* Goal of the exercise *
Copy each line below containing "entries".

(Data extracted from a collection)
━━━━━━━━━━

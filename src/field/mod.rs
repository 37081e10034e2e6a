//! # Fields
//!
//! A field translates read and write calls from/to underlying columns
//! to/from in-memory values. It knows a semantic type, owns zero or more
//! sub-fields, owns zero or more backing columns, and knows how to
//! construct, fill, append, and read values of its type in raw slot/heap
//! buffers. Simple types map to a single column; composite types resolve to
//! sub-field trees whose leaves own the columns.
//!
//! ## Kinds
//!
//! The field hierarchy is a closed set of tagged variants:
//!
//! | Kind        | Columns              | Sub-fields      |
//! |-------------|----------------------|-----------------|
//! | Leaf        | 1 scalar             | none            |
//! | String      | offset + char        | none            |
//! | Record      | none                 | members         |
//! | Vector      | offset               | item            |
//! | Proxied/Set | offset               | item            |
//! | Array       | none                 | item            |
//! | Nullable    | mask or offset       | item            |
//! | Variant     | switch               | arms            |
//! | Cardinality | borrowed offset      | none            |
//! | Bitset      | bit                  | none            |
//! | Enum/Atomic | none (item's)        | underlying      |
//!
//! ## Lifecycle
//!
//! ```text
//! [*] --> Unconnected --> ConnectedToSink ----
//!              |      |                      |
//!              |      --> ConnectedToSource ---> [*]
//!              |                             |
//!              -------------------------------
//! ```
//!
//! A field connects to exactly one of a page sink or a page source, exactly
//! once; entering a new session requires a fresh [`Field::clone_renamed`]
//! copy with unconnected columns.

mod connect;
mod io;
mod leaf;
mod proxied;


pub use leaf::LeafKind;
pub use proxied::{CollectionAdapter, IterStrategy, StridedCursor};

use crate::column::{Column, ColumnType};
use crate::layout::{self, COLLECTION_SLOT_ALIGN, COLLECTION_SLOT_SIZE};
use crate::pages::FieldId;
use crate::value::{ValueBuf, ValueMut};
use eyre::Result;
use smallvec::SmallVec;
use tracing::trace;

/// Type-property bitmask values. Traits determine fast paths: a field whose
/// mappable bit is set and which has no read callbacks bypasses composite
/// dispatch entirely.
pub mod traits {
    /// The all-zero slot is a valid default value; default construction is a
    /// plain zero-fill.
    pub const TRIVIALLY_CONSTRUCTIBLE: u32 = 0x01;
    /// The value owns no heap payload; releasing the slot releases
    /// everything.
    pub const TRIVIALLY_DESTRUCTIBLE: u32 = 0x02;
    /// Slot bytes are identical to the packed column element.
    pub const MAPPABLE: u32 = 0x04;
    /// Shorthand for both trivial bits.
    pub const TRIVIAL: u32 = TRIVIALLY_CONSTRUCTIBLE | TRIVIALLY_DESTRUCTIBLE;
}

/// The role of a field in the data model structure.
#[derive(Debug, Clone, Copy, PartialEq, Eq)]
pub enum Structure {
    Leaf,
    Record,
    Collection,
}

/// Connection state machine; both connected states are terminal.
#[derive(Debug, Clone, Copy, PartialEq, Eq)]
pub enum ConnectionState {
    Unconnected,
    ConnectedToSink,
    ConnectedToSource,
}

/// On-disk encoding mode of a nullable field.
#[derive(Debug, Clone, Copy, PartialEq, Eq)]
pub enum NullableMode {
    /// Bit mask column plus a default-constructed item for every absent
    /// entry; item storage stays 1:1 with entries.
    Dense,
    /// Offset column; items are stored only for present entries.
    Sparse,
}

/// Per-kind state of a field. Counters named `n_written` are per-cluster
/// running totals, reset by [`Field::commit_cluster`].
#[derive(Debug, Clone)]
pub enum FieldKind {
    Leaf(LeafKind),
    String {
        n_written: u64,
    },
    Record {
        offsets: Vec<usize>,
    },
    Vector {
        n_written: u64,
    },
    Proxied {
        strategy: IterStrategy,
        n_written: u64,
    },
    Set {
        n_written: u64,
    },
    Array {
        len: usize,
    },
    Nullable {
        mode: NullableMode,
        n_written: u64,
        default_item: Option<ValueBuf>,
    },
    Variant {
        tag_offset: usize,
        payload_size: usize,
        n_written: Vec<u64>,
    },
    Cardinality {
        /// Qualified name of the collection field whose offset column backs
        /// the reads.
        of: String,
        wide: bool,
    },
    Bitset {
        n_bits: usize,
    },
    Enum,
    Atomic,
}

━━━━━━━━━━

* Result of this task *
    /// entry; item storage stays 1:1 with entries.
    /// Offset column; items are stored only for present entries.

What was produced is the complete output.